Samuel L Jackson picks his favourite western: “It’s a classic story”

What would an actor’s answer be to the question “What is your favourite western film?” when they’ve starred in one themselves under one of Hollywood’s most legendary directors? They might as well name their own. But not Samuel L Jackson. Despite working on a number of westerns, his favourite remains the one that broke away from all the usual tropes.

Jackson has worked with Quentin Tarantino, starring in his critically and commercially acclaimed The Hateful Eight as the morally ambiguous Major Marquis Warren, which remains one of his most powerful performances. He dominated every scene he was in, whether as an intelligent character or a menacing presence with cold-blooded ruthlessness. His monologue about a personal act of revenge is still enough to send a chill down one’s spine. But for the actor, it’s Clint Eastwood’s 1992 film Unforgiven that ticks all the boxes for being the best western.

Typical westerns rely almost entirely on over-the-top heroism, good beats evil, and lengthy gunfights (and looking stylish while doing it). But not Unforgiven. The film, which stars Eastwood in the lead role of the ageing and retired gunslinger William Munny, refused to leave its audience with surface-level experiences. It wanted them to feel the anguish, moral ambiguity, and thirst for vengeance and violence, but not without making them recognise the price one has to pay for it all. The movie’s plot posed a significant shift in the western genre since, at the time, no other film had dared to exist outside the tried-and-tested mould.
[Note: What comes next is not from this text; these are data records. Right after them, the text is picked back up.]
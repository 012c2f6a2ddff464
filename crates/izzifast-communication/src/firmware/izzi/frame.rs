//! Frame codec
//!
//! Fixed-length frames and their classification by discriminator byte.

use super::constants::{COMMAND_FRAME_ID, FRAME_ID_INDEX, FRAME_LEN, STATUS_FRAME_ID};
use std::fmt;

/// Kind of a frame, read from its discriminator byte
#[derive(Debug, Clone, Copy, PartialEq, Eq, Hash)]
pub enum FrameKind {
    /// Unit-originated sensor report
    Status,
    /// Controller-originated actuator command
    Command,
    /// Discriminator not recognised; the stream is out of sync
    Unknown,
}

impl FrameKind {
    /// Classify a single discriminator byte
    pub fn from_discriminator(byte: u8) -> Self {
        match byte {
            STATUS_FRAME_ID => FrameKind::Status,
            COMMAND_FRAME_ID => FrameKind::Command,
            _ => FrameKind::Unknown,
        }
    }

    /// True for Status and Command
    pub fn is_known(&self) -> bool {
        !matches!(self, FrameKind::Unknown)
    }
}

/// One complete frame
#[derive(Clone, Copy, PartialEq, Eq, Hash)]
pub struct Frame([u8; FRAME_LEN]);

impl Frame {
    /// Wrap raw frame bytes
    pub const fn new(bytes: [u8; FRAME_LEN]) -> Self {
        Self(bytes)
    }

    /// Build a frame from a slice of exactly [`FRAME_LEN`] bytes
    pub fn from_slice(bytes: &[u8]) -> Option<Self> {
        let bytes: [u8; FRAME_LEN] = bytes.try_into().ok()?;
        Some(Self(bytes))
    }

    /// Classify the frame by its discriminator
    pub fn kind(&self) -> FrameKind {
        FrameKind::from_discriminator(self.0[FRAME_ID_INDEX])
    }

    /// Byte at `index` as unsigned
    pub fn u8_at(&self, index: usize) -> u8 {
        self.0[index]
    }

    /// Byte at `index` as two's-complement signed
    pub fn i8_at(&self, index: usize) -> i8 {
        self.0[index] as i8
    }

    /// Overwrite the byte at `index`
    pub fn set(&mut self, index: usize, value: u8) {
        self.0[index] = value;
    }

    /// Raw bytes
    pub fn as_bytes(&self) -> &[u8; FRAME_LEN] {
        &self.0
    }

    /// Lower-case hex dump used by RX/TX logging
    pub fn to_hex(&self) -> String {
        self.0.iter().map(|b| format!("{:02x}", b)).collect()
    }
}

impl fmt::Debug for Frame {
    fn fmt(&self, f: &mut fmt::Formatter<'_>) -> fmt::Result {
        write!(f, "Frame({:?}, {})", self.kind(), self.to_hex())
    }
}

impl AsRef<[u8]> for Frame {
    fn as_ref(&self) -> &[u8] {
        &self.0
    }
}

#[cfg(test)]
mod tests {
    use super::*;
    use crate::firmware::izzi::constants::DEFAULT_COMMAND_FRAME;

    #[test]
    fn test_classify_discriminators() {
        assert_eq!(FrameKind::from_discriminator(STATUS_FRAME_ID), FrameKind::Status);
        assert_eq!(FrameKind::from_discriminator(COMMAND_FRAME_ID), FrameKind::Command);
        assert_eq!(FrameKind::from_discriminator(0x00), FrameKind::Unknown);
        assert!(!FrameKind::Unknown.is_known());
    }

    #[test]
    fn test_default_command_frame_is_command() {
        assert_eq!(Frame::new(DEFAULT_COMMAND_FRAME).kind(), FrameKind::Command);
    }

    #[test]
    fn test_signed_and_unsigned_reads() {
        let mut frame = Frame::new([0; FRAME_LEN]);
        frame.set(3, 0xF6);
        assert_eq!(frame.u8_at(3), 246);
        assert_eq!(frame.i8_at(3), -10);
    }

    #[test]
    fn test_from_slice_requires_exact_length() {
        assert!(Frame::from_slice(&[0u8; FRAME_LEN - 1]).is_none());
        assert!(Frame::from_slice(&[0u8; FRAME_LEN + 1]).is_none());
        assert!(Frame::from_slice(&[0u8; FRAME_LEN]).is_some());
    }

    #[test]
    fn test_hex_dump() {
        let mut bytes = [0u8; FRAME_LEN];
        bytes[0] = STATUS_FRAME_ID;
        bytes[14] = 0xAB;
        let hex = Frame::new(bytes).to_hex();
        assert_eq!(hex.len(), FRAME_LEN * 2);
        assert!(hex.starts_with("33"));
        assert!(hex.ends_with("ab"));
    }
}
As Munny, after years of farming, embarks on this journey of seeking retribution for others—prostitutes who wanted a couple of cowboys dead after they disfigured one of them out of spite—along with another retired gunslinger, Ned Logan (Morgan Freeman), he faces death and is unable to remain psychologically aloof in its face. This bare-faced humanity, along with Eastwood’s refusal to dramatise his characters or the plot with unnecessary machismo, is what made Unforgiven relatable in 1992 and maintains its ability to connect with audiences even today.

This explains why Jackson always picks Unforgiven as his favourite western, even during a 2016 interview with Eye for Film, where he was promoting The Hateful Eight. The movie’s narrative boldly redesigned the western drama genre, managing to strike a chord with its audience—a feat that makes Jackson see it as a “classic story”.

“You know, men who reached a point in their lives where they understand the kind of toll they’ve taken as they lived their lives and what the value of life really is. And what it really takes to kill someone and what that toll is on you,” he explained.

It was this drive to be a film narrating the human experience without the rose-tinted glasses that won Unforgiven four Academy Awards at the 65th Oscars in 1993—‘Best Picture’ and ‘Best Director’ for Eastwood, ‘Best Supporting Actor’ was bagged by Gene Hackman for playing the notorious Little Bill Daggett, while Joel Cox took home the ‘Best Film Editing’. Of course, that’s minus the critical acclaim, the preserving popularity as the best of the genre, and its status as a shining gem in Eastwood’s long-spanning career of epic masterpieces.